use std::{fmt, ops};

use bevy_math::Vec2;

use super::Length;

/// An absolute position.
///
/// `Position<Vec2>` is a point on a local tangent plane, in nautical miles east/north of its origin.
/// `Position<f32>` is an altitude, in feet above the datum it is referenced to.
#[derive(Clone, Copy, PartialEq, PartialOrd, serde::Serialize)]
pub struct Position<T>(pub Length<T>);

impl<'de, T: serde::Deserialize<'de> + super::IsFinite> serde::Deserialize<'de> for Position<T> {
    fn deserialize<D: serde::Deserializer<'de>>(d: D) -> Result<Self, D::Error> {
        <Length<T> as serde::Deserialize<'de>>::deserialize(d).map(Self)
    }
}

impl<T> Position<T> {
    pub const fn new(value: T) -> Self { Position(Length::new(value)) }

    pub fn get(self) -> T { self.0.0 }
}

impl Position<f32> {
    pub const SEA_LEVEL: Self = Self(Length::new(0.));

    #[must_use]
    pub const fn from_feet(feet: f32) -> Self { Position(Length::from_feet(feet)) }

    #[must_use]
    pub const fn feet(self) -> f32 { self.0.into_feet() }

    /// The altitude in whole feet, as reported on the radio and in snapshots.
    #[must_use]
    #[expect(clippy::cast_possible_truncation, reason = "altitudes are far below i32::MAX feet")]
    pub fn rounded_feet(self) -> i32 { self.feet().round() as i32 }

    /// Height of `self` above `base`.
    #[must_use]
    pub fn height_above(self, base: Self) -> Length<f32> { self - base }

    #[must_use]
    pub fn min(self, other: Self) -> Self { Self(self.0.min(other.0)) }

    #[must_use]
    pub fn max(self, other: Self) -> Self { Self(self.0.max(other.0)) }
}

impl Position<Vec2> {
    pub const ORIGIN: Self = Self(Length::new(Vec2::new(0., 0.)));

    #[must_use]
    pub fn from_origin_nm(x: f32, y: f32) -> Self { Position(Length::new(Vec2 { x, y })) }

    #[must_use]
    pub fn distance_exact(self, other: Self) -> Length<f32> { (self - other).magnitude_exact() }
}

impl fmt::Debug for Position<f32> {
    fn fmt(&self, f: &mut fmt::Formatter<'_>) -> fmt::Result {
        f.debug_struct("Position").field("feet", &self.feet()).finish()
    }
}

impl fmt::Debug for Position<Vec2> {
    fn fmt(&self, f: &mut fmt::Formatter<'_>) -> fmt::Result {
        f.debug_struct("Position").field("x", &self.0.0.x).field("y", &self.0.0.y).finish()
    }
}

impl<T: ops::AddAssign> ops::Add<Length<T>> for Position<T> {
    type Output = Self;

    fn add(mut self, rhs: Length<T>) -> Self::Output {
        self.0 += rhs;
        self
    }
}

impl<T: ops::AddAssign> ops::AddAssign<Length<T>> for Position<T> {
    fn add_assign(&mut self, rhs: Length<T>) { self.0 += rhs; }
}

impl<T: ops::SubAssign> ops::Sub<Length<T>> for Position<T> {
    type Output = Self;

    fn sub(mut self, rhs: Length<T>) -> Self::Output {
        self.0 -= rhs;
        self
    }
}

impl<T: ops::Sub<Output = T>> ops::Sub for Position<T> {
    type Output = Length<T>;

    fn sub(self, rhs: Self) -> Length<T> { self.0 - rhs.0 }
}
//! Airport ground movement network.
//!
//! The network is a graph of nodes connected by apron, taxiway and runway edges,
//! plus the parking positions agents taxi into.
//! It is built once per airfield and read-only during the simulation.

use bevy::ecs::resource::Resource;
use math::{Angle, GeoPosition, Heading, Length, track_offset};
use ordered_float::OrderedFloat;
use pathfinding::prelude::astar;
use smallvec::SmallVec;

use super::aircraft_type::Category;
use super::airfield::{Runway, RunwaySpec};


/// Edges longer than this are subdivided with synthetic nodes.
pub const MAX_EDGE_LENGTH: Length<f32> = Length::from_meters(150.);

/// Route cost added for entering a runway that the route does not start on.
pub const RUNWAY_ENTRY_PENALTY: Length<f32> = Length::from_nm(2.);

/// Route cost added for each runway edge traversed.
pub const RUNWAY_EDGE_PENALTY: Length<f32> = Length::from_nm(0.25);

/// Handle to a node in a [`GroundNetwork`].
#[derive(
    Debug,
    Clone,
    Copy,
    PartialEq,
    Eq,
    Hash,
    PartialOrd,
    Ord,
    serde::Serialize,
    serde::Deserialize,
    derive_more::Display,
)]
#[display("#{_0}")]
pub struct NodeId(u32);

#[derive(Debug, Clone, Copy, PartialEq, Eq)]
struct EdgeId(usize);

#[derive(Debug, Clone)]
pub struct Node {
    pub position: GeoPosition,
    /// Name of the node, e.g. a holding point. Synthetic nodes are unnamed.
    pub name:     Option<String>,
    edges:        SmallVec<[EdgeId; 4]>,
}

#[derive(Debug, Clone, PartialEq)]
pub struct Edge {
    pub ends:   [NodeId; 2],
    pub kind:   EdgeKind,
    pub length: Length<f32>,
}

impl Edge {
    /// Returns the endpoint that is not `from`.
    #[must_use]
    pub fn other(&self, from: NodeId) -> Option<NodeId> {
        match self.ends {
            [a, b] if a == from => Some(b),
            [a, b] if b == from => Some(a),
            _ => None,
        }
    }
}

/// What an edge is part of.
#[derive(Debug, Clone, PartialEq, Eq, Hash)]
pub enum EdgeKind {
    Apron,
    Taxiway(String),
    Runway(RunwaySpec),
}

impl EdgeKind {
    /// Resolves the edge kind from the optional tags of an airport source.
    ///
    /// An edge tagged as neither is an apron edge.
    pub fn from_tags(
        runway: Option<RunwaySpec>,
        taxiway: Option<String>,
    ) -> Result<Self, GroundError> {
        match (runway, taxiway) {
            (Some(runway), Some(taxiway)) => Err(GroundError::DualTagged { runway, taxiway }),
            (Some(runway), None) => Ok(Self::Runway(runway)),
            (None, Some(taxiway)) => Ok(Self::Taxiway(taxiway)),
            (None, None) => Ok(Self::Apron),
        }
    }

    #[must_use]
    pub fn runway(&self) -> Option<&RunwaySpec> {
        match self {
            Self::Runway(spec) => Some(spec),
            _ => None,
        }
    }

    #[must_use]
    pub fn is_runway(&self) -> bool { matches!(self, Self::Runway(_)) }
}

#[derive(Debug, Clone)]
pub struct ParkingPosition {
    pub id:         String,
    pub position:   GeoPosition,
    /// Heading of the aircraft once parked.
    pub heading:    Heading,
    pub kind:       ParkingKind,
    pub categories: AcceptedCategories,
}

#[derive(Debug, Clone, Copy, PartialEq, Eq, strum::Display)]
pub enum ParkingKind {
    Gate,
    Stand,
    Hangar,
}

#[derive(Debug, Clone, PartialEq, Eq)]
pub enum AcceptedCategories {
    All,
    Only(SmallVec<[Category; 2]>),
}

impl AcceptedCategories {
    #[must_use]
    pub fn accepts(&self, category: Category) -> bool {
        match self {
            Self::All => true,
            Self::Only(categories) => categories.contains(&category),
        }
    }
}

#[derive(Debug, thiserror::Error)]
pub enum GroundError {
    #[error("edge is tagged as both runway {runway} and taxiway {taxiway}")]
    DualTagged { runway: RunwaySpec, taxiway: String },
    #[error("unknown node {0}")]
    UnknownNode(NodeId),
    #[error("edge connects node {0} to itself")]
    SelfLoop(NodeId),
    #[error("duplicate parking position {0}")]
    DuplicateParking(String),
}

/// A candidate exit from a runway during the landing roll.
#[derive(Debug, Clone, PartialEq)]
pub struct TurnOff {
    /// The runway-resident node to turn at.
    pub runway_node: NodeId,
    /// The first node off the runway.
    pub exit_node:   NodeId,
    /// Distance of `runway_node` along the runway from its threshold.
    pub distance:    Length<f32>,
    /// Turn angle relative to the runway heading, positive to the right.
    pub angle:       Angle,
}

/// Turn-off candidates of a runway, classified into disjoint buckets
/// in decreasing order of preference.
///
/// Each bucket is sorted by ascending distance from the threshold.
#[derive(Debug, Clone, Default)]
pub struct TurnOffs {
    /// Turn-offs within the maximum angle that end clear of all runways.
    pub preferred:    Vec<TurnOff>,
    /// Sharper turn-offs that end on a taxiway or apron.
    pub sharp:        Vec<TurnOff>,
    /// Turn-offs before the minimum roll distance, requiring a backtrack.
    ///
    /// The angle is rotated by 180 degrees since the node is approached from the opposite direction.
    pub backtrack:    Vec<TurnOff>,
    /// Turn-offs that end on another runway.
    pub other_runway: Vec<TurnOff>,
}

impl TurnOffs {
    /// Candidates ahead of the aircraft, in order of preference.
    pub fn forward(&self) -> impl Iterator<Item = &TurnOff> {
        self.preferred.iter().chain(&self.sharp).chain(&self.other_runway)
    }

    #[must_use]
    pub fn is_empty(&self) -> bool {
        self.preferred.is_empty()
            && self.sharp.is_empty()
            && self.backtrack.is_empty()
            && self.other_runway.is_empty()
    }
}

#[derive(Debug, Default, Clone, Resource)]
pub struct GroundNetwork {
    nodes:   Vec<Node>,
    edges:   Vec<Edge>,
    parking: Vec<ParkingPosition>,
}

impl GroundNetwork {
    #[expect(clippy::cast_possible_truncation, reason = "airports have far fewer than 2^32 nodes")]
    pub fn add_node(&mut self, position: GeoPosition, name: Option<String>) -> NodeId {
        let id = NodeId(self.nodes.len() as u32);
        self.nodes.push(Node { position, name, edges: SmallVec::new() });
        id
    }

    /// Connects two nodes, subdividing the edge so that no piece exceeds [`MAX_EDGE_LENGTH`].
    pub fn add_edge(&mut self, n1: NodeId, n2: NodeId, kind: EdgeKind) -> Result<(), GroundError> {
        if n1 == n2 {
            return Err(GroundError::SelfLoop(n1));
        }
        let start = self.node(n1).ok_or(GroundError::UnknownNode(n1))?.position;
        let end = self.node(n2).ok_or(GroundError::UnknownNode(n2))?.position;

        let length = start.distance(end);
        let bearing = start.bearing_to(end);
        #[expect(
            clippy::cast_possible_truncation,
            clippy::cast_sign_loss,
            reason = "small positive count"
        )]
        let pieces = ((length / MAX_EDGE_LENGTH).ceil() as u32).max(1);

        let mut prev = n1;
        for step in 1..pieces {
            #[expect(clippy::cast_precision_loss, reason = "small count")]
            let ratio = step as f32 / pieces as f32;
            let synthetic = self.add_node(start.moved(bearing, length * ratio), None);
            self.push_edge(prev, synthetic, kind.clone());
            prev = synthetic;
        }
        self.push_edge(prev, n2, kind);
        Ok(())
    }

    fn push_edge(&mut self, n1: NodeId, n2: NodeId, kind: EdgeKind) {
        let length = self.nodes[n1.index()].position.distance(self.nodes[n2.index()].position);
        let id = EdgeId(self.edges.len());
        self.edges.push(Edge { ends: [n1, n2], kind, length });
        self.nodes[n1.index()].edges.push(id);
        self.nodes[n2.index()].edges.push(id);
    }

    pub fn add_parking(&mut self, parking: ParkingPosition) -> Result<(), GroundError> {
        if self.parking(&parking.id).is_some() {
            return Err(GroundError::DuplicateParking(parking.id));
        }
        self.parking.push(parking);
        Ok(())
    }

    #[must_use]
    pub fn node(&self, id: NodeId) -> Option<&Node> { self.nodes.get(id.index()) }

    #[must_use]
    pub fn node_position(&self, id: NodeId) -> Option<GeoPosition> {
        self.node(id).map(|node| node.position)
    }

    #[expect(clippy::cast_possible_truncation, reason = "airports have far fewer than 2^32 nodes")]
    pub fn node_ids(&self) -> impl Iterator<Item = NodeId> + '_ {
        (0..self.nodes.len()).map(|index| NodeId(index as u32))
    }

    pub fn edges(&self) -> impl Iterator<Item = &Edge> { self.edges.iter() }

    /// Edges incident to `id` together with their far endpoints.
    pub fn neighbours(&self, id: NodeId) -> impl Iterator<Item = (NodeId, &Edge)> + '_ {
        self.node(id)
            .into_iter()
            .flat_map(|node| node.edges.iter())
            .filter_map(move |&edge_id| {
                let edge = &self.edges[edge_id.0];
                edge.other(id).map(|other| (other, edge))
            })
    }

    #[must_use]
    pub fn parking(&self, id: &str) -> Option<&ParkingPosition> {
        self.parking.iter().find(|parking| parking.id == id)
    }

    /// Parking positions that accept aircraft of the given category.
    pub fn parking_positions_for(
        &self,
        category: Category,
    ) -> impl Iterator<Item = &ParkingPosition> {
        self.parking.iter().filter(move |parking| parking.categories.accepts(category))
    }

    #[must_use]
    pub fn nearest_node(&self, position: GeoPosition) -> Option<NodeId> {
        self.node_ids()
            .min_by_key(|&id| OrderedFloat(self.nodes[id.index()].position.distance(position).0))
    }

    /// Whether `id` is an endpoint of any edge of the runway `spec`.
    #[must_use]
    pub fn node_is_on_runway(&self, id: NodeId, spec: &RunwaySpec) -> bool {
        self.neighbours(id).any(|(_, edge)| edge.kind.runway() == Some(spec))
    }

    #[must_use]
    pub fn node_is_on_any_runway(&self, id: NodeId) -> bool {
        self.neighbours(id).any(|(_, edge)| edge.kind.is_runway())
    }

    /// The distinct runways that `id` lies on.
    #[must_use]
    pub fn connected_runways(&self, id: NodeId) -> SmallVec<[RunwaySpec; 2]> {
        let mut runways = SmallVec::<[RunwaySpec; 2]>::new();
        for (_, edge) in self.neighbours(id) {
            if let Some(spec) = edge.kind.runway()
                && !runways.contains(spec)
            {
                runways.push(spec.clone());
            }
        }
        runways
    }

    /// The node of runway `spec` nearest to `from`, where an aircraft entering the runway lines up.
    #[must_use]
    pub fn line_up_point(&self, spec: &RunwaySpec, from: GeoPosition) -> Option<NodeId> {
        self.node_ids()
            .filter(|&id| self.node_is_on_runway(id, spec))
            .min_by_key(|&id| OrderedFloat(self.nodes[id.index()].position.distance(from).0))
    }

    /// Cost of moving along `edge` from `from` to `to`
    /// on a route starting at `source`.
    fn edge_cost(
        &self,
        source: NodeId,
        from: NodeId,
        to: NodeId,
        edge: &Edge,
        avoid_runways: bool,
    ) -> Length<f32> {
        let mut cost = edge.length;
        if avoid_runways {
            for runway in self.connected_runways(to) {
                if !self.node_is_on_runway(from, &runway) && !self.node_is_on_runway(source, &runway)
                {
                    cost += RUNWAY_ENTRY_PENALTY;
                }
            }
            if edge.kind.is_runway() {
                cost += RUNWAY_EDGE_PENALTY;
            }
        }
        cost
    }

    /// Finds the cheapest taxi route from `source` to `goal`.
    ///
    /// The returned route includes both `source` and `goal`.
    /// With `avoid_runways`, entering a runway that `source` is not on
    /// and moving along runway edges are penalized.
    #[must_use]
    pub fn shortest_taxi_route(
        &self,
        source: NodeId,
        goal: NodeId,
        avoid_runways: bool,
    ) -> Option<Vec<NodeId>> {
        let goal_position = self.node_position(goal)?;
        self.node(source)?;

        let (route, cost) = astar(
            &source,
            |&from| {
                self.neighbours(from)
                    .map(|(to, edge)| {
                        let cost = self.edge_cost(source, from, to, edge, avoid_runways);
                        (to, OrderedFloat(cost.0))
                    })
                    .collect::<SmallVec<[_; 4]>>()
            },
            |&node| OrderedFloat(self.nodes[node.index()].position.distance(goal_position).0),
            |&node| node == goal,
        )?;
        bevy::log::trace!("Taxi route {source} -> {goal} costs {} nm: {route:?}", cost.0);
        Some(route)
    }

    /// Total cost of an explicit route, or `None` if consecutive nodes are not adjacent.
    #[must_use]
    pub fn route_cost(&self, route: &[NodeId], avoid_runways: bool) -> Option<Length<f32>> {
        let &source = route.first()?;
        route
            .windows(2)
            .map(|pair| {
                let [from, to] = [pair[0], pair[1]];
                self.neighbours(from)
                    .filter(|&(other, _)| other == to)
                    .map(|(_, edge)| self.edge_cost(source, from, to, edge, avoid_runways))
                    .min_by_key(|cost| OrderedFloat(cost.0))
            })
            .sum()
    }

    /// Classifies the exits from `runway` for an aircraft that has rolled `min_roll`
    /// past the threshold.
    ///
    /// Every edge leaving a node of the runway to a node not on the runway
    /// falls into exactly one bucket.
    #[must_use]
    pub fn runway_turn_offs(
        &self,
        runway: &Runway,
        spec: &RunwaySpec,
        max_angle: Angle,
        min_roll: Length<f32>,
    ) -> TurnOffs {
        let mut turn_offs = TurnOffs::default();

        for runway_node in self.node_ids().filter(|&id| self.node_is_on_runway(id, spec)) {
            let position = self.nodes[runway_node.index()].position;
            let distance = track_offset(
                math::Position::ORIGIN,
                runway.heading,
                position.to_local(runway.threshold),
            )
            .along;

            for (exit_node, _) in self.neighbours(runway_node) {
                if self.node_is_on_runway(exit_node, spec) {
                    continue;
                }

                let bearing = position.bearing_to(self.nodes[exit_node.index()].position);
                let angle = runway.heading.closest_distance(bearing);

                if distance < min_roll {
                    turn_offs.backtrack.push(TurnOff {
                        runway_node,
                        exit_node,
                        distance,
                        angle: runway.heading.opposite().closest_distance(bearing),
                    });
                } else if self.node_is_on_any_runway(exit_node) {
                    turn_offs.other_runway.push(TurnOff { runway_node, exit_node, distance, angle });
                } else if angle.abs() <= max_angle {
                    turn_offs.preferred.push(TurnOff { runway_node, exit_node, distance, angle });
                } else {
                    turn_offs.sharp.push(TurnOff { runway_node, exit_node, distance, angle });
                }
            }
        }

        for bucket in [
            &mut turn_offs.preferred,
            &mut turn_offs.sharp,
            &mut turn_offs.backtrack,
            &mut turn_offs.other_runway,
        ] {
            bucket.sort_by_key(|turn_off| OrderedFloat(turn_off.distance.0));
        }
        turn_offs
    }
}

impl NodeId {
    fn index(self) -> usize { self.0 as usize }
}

■ Problem to solve
How many lines in these records hold the string "serde"? Reply with the number alone.

■ Answer below
6